| WHAT THE TASK REQUIRES |
Would you filter these records and copy every line that has the word "register"?

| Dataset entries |
╭──
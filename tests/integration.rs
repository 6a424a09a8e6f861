//! Integration tests for callwire.
//!
//! These tests run real servers on loopback TCP and drive them through the
//! public client API.

use std::sync::Arc;
use std::time::Duration;

use callwire::{
    Client, CodecType, Discovery, MultiServerDiscovery, Options, RegistryDiscovery, RpcError,
    SelectMode, Server, Service, XClient,
};
use serde::{Deserialize, Serialize};
use tokio::io::{AsyncReadExt, AsyncWriteExt};
use tokio::net::{TcpListener, TcpStream};

#[derive(Debug, Serialize, Deserialize)]
struct Args {
    num1: i64,
    num2: i64,
}

struct Foo;

/// Receiver that remembers which server it belongs to.
struct Node {
    id: u32,
}

fn foo_service() -> Service {
    Service::builder(Foo)
        .method("Sum", |_: &Foo, args: Args, reply: &mut i64| {
            *reply = args.num1 + args.num2;
            Ok(())
        })
        .method("Fail", |_: &Foo, _: Args, _: &mut i64| {
            Err("division by zero".into())
        })
        .method_async("Sleep", |_foo: Arc<Foo>, millis: u64| async move {
            tokio::time::sleep(Duration::from_millis(millis)).await;
            Ok(millis)
        })
        .build()
        .unwrap()
}

async fn start(server: Server) -> String {
    let listener = TcpListener::bind("127.0.0.1:0").await.unwrap();
    let addr = listener.local_addr().unwrap().to_string();
    tokio::spawn(async move { server.accept(listener).await });
    addr
}

async fn start_foo() -> (Server, String) {
    let server = Server::new();
    server.register(foo_service()).unwrap();
    let addr = start(server.clone()).await;
    (server, addr)
}

async fn start_node(id: u32) -> String {
    let server = Server::new();
    server
        .register(
            Service::builder(Node { id })
                .method("Id", |node: &Node, _: (), reply: &mut u32| {
                    *reply = node.id;
                    Ok(())
                })
                .build()
                .unwrap(),
        )
        .unwrap();
    start(server).await
}

/// One call end to end, and the invocation counter moves.
#[tokio::test]
async fn test_sum_end_to_end() {
    let (server, addr) = start_foo().await;
    let client = Client::dial(&addr, Options::default()).await.unwrap();

    let sum: i64 = client.call("Foo.Sum", &Args { num1: 1, num2: 3 }).await.unwrap();
    assert_eq!(sum, 4);

    let (_, method) = server.registry().find_service("Foo.Sum").unwrap();
    assert_eq!(method.num_calls(), 1);
}

/// The JSON codec works the same as the default.
#[tokio::test]
async fn test_sum_with_json_codec() {
    let (_server, addr) = start_foo().await;
    let options = Options::default().with_codec(CodecType::Json);
    let client = Client::dial(&format!("tcp@{addr}"), options).await.unwrap();

    let sum: i64 = client.call("Foo.Sum", &Args { num1: 20, num2: 22 }).await.unwrap();
    assert_eq!(sum, 42);
}

/// Many concurrent calls on one session each get their own reply.
#[tokio::test]
async fn test_concurrent_calls() {
    let (_server, addr) = start_foo().await;
    let client = Arc::new(Client::dial(&addr, Options::default()).await.unwrap());

    let mut tasks = Vec::new();
    for i in 0..50i64 {
        let client = Arc::clone(&client);
        tasks.push(tokio::spawn(async move {
            let sum: i64 = client.call("Foo.Sum", &Args { num1: i, num2: i }).await.unwrap();
            (i, sum)
        }));
    }

    for task in tasks {
        let (i, sum) = task.await.unwrap();
        assert_eq!(sum, 2 * i);
    }
    assert_eq!(client.pending_calls(), 0);
}

/// Dispatch failures are per call; the session survives them.
#[tokio::test]
async fn test_dispatch_errors_keep_session() {
    let (_server, addr) = start_foo().await;
    let client = Client::dial(&addr, Options::default()).await.unwrap();

    let err = client
        .call::<_, i64>("Bar.Sum", &Args { num1: 1, num2: 1 })
        .await
        .unwrap_err();
    assert!(matches!(err, RpcError::Remote(ref msg) if msg.contains("can't find service Bar")));

    let err = client
        .call::<_, i64>("Foo.Product", &Args { num1: 1, num2: 1 })
        .await
        .unwrap_err();
    assert!(matches!(err, RpcError::Remote(ref msg) if msg.contains("can't find method Product")));

    let err = client
        .call::<_, i64>("Foo.Fail", &Args { num1: 1, num2: 0 })
        .await
        .unwrap_err();
    assert!(matches!(err, RpcError::Remote(ref msg) if msg == "division by zero"));

    let sum: i64 = client.call("Foo.Sum", &Args { num1: 2, num2: 3 }).await.unwrap();
    assert_eq!(sum, 5);
}

/// A slow method gets one timeout response; later calls are unaffected.
#[tokio::test]
async fn test_handle_timeout() {
    let (_server, addr) = start_foo().await;
    let options = Options::default().with_handle_timeout(Duration::from_millis(50));
    let client = Client::dial(&addr, options).await.unwrap();

    let err = client.call::<_, u64>("Foo.Sleep", &500u64).await.unwrap_err();
    assert!(matches!(err, RpcError::Remote(ref msg) if msg.contains("request handle timeout")));

    let fast: u64 = client.call("Foo.Sleep", &1u64).await.unwrap();
    assert_eq!(fast, 1);
}

/// The client gives up on its own budget and drops the late reply.
#[tokio::test]
async fn test_client_call_timeout() {
    let (_server, addr) = start_foo().await;
    let client = Client::dial(&addr, Options::default()).await.unwrap();

    let result: callwire::Result<u64> = client
        .call_timeout("Foo.Sleep", &200u64, Duration::from_millis(20))
        .await;
    assert!(matches!(result, Err(RpcError::CallTimeout(_))));

    tokio::time::sleep(Duration::from_millis(300)).await;
    let sum: i64 = client.call("Foo.Sum", &Args { num1: 1, num2: 1 }).await.unwrap();
    assert_eq!(sum, 2);
}

/// A handshake with the wrong magic number closes the connection silently.
#[tokio::test]
async fn test_bad_handshake_closes_connection() {
    let (_server, addr) = start_foo().await;
    let mut stream = TcpStream::connect(&addr).await.unwrap();

    stream
        .write_all(b"{\"magicNumber\":1,\"codecType\":\"application/msgpack\",\"connectTimeout\":0,\"handleTimeout\":0}\n")
        .await
        .unwrap();

    let mut buf = Vec::new();
    let read = stream.read_to_end(&mut buf).await.unwrap();
    assert_eq!(read, 0);
}

/// Closing a session fails pending calls and rejects new ones.
#[tokio::test]
async fn test_close_session() {
    let (_server, addr) = start_foo().await;
    let client = Client::dial(&addr, Options::default()).await.unwrap();

    let pending = client.go::<_, u64>("Foo.Sleep", &200u64).await;
    client.close().await.unwrap();

    assert!(matches!(pending.await, Err(RpcError::Terminated(_))));
    assert!(!client.is_available());
    assert!(matches!(client.close().await, Err(RpcError::Shutdown)));

    let late: callwire::Result<i64> = client.call("Foo.Sum", &Args { num1: 1, num2: 1 }).await;
    assert!(matches!(late, Err(RpcError::Shutdown)));
}

/// Connecting to nothing fails promptly.
#[tokio::test]
async fn test_dial_refused() {
    let listener = TcpListener::bind("127.0.0.1:0").await.unwrap();
    let addr = listener.local_addr().unwrap().to_string();
    drop(listener);

    let options = Options::default().with_connect_timeout(Duration::from_secs(1));
    assert!(Client::dial(&addr, options).await.is_err());
}

/// Round-robin visits every server in turn.
#[tokio::test]
async fn test_xclient_round_robin() {
    let mut servers = Vec::new();
    for id in 1..=3 {
        servers.push(format!("tcp@{}", start_node(id).await));
    }

    let discovery = Arc::new(MultiServerDiscovery::new(servers));
    let xc = XClient::new(discovery, SelectMode::RoundRobin, Options::default());

    let mut ids = Vec::new();
    for _ in 0..6 {
        ids.push(xc.call::<_, u32>("Node.Id", &()).await.unwrap());
    }

    let mut first_round = ids[..3].to_vec();
    first_round.sort_unstable();
    assert_eq!(first_round, vec![1, 2, 3]);
    assert_eq!(ids[..3], ids[3..]);

    xc.close().await.unwrap();
}

/// A registry-backed directory fetches asynchronously before the first call.
#[tokio::test]
async fn test_xclient_registry_discovery() {
    let addr = start_node(7).await;

    let discovery = RegistryDiscovery::new(
        move || {
            let addr = addr.clone();
            async move {
                tokio::time::sleep(Duration::from_millis(10)).await;
                Ok(vec![format!("tcp@{addr}")])
            }
        },
        Duration::from_secs(60),
    );
    let xc = XClient::new(Arc::new(discovery), SelectMode::Random, Options::default());

    let id: u32 = xc.call("Node.Id", &()).await.unwrap();
    assert_eq!(id, 7);
    xc.close().await.unwrap();
}

/// Broadcast reaches every server and reports the first failure.
#[tokio::test]
async fn test_xclient_broadcast() {
    let (foo_a, addr_a) = start_foo().await;
    let (foo_b, addr_b) = start_foo().await;

    let discovery = Arc::new(MultiServerDiscovery::new(vec![addr_a, addr_b]));
    let xc = XClient::new(discovery.clone(), SelectMode::Random, Options::default());

    let sum: i64 = xc.broadcast("Foo.Sum", &Args { num1: 3, num2: 4 }).await.unwrap();
    assert_eq!(sum, 7);
    for server in [&foo_a, &foo_b] {
        let (_, method) = server.registry().find_service("Foo.Sum").unwrap();
        assert_eq!(method.num_calls(), 1);
    }

    let err = xc
        .broadcast::<_, i64>("Foo.Fail", &Args { num1: 1, num2: 0 })
        .await
        .unwrap_err();
    assert!(matches!(err, RpcError::Remote(ref msg) if msg == "division by zero"));

    discovery.update(Vec::new()).await.unwrap();
    let empty: callwire::Result<i64> = xc.broadcast("Foo.Sum", &Args { num1: 1, num2: 1 }).await;
    assert!(matches!(empty, Err(RpcError::NoAvailableServers)));

    xc.close().await.unwrap();
}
╰──
| EXERCISE RESPONSE |
    server.register(foo_service()).unwrap();
        .register(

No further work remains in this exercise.